Hoffman Gabriel E, Lee Donghoon, Bendl Jaroslav, Fnu Prashant, Hong Aram, Casey Clara, Alvia Marcela, Shao Zhiping, Argyriou Stathis, Therrien Karen, Venkatesh Sanan, Voloudakis Georgios, Haroutunian Vahram, Fullard John F, Roussos Panos
Center for Disease Neurogenomics, Icahn School of Medicine at Mount Sinai, New York, NY, USA.
Department of Psychiatry, Icahn School of Medicine at Mount Sinai, New York, NY, USA.
Res Sq. 2023 May 2:rs.3.rs-2705625. doi: 10.21203/rs.3.rs-2705625/v1.
Advances in single-cell and -nucleus transcriptomics have enabled generation of increasingly large-scale datasets from hundreds of subjects and millions of cells. These studies promise to give unprecedented insight into the cell type specific biology of human disease. Yet performing differential expression analyses across subjects remains difficult due to challenges in statistical modeling of these complex studies and scaling analyses to large datasets. Our open-source R package dreamlet (DiseaseNeurogenomics.github.io/dreamlet) uses a pseudobulk approach based on precision-weighted linear mixed models to identify genes differentially expressed with traits across subjects for each cell cluster. Designed for data from large cohorts, dreamlet is substantially faster and uses less memory than existing workflows, while supporting complex statistical models and controlling the false positive rate. We demonstrate computational and statistical performance on published datasets, and a novel dataset of 1.4M single nuclei from postmortem brains of 150 Alzheimer's disease cases and 149 controls.

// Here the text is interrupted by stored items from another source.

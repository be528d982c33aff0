//! WebSocket connection handlers.

use std::sync::Arc;

use axum::{
    extract::{
        State,
        ws::{Message, WebSocket, WebSocketUpgrade},
    },
    response::IntoResponse,
};
use futures_util::{sink::SinkExt, stream::StreamExt};
use tokio::sync::mpsc;

use crate::ui::state::AppState;

use super::protocol::handle_text_message;

pub async fn websocket_handler(
    ws: WebSocketUpgrade,
    State(state): State<Arc<AppState>>,
) -> impl IntoResponse {
    ws.on_upgrade(move |socket| handle_socket(socket, state))
}

/// Spawns a task that receives messages from the rx channel and pushes them to the WebSocket sender.
///
/// Everything addressed to this connection (replies and room broadcasts) flows through `rx`.
fn pusher_loop(
    mut rx: mpsc::UnboundedReceiver<String>,
    mut sender: futures_util::stream::SplitSink<WebSocket, Message>,
) -> tokio::task::JoinHandle<()> {
    tokio::spawn(async move {
        while let Some(msg) = rx.recv().await {
            if sender.send(Message::Text(msg.into())).await.is_err() {
                break;
            }
        }
    })
}

async fn handle_socket(socket: WebSocket, state: Arc<AppState>) {
    let (sender, mut receiver) = socket.split();

    // Create a channel for this connection and register it (mints the identity)
    let (tx, rx) = mpsc::unbounded_channel();
    let identity = state.connection_usecase.connect(tx).await;

    let identity_for_recv = identity.clone();
    let state_for_recv = state.clone();

    // Spawn a task to receive frames from this client
    let mut recv_task = tokio::spawn(async move {
        while let Some(msg) = receiver.next().await {
            let msg = match msg {
                Ok(msg) => msg,
                Err(e) => {
                    tracing::warn!("WebSocket error on '{}': {}", identity_for_recv, e);
                    break;
                }
            };

            match msg {
                Message::Text(text) => {
                    handle_text_message(&state_for_recv, &identity_for_recv, text.as_str()).await;
                }
                Message::Ping(_) => {
                    // Ping/pong is handled automatically by the WebSocket protocol
                    tracing::debug!("Received ping from '{}'", identity_for_recv);
                }
                Message::Close(_) => {
                    tracing::info!("Client '{}' requested close", identity_for_recv);
                    break;
                }
                _ => {}
            }
        }
    });

    // Spawn a task to push queued events to this client
    let mut send_task = pusher_loop(rx, sender);

    // If any one of the tasks completes, abort the other
    tokio::select! {
        _ = &mut recv_task => send_task.abort(),
        _ = &mut send_task => recv_task.abort(),
    };

    // Room timers keep running; only this connection's binding goes away
    state.connection_usecase.disconnect(&identity).await;
}
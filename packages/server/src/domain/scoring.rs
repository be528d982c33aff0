//! Scoring engine.
//!
//! Pure functions: a correct answer is worth [`BASE_POINTS`] plus one bonus
//! point for every two whole seconds left on the clock. The elapsed time is
//! always measured on the server from the question's start timestamp.

use super::value_object::Timestamp;

/// Points for any correct answer, before the speed bonus.
pub const BASE_POINTS: u32 = 10;

/// Result of scoring a single answer.
#[derive(Debug, Clone, Copy, PartialEq, Eq)]
pub struct ScoreOutcome {
    pub is_correct: bool,
    pub points: u32,
}

/// Score one answer.
///
/// `elapsed_seconds` must come from [`elapsed_seconds`]; a client-declared
/// duration is never accepted here.
pub fn score_answer(
    selected_index: usize,
    correct_index: usize,
    time_limit_seconds: u32,
    elapsed_seconds: f64,
) -> ScoreOutcome {
    if selected_index != correct_index {
        return ScoreOutcome {
            is_correct: false,
            points: 0,
        };
    }

    let remaining = f64::from(time_limit_seconds) - elapsed_seconds;
    let bonus = (remaining / 2.0).floor().max(0.0) as u32;

    ScoreOutcome {
        is_correct: true,
        points: BASE_POINTS + bonus,
    }
}

/// Seconds between `started_at` and `now`, rounded to one decimal place.
///
/// Clock skew that would yield a negative value is clamped to zero.
pub fn elapsed_seconds(started_at: Timestamp, now: Timestamp) -> f64 {
    let millis = now.millis_since(started_at).max(0);
    (millis as f64 / 100.0).round() / 10.0
}
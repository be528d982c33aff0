//! UseCase layer
//!
//! クライアントからの各要求に対応するユースケースと、クイズ進行のタイマーを定義します。
//! ドメイン層の trait にのみ依存し、具体的な実装は UI 層で注入します。

pub mod broadcast;
pub mod connection;
pub mod create_room;
pub mod error;
pub mod join_room;
pub mod progression;
pub mod review;
pub mod send_chat;
pub mod start_quiz;
pub mod status;
pub mod submit_answer;
pub mod sweep;

#[cfg(test)]
pub(crate) mod test_support;

pub use broadcast::Broadcaster;
pub use connection::ConnectionUseCase;
pub use create_room::CreateRoomUseCase;
pub use error::SessionError;
pub use join_room::JoinRoomUseCase;
pub use progression::QuizProgression;
pub use review::GetReviewUseCase;
pub use send_chat::SendChatUseCase;
pub use start_quiz::StartQuizUseCase;
pub use status::StatusUseCase;
pub use submit_answer::SubmitAnswerUseCase;
pub use sweep::SweepIdleRoomsUseCase;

单细胞和单细胞核转录组学的进展使得能够从数百名受试者和数百万个细胞中生成规模越来越大的数据集。这些研究有望为人类疾病的细胞类型特异性生物学提供前所未有的见解。然而,由于这些复杂研究的统计建模以及将分析扩展到大型数据集存在挑战,跨受试者进行差异表达分析仍然很困难。我们的开源R包dreamlet(DiseaseNeurogenomics.github.io/dreamlet)使用基于精确加权线性混合模型的伪批量方法,为每个细胞簇识别与跨受试者特征差异表达的基因。dreamlet专为来自大型队列的数据设计,比现有工作流程速度快得多且内存使用更少,同时支持复杂的统计模型并控制假阳性率。我们在已发表的数据集以及来自150例阿尔茨海默病病例和149例对照的死后大脑的140万个单细胞核的新数据集中展示了计算和统计性能。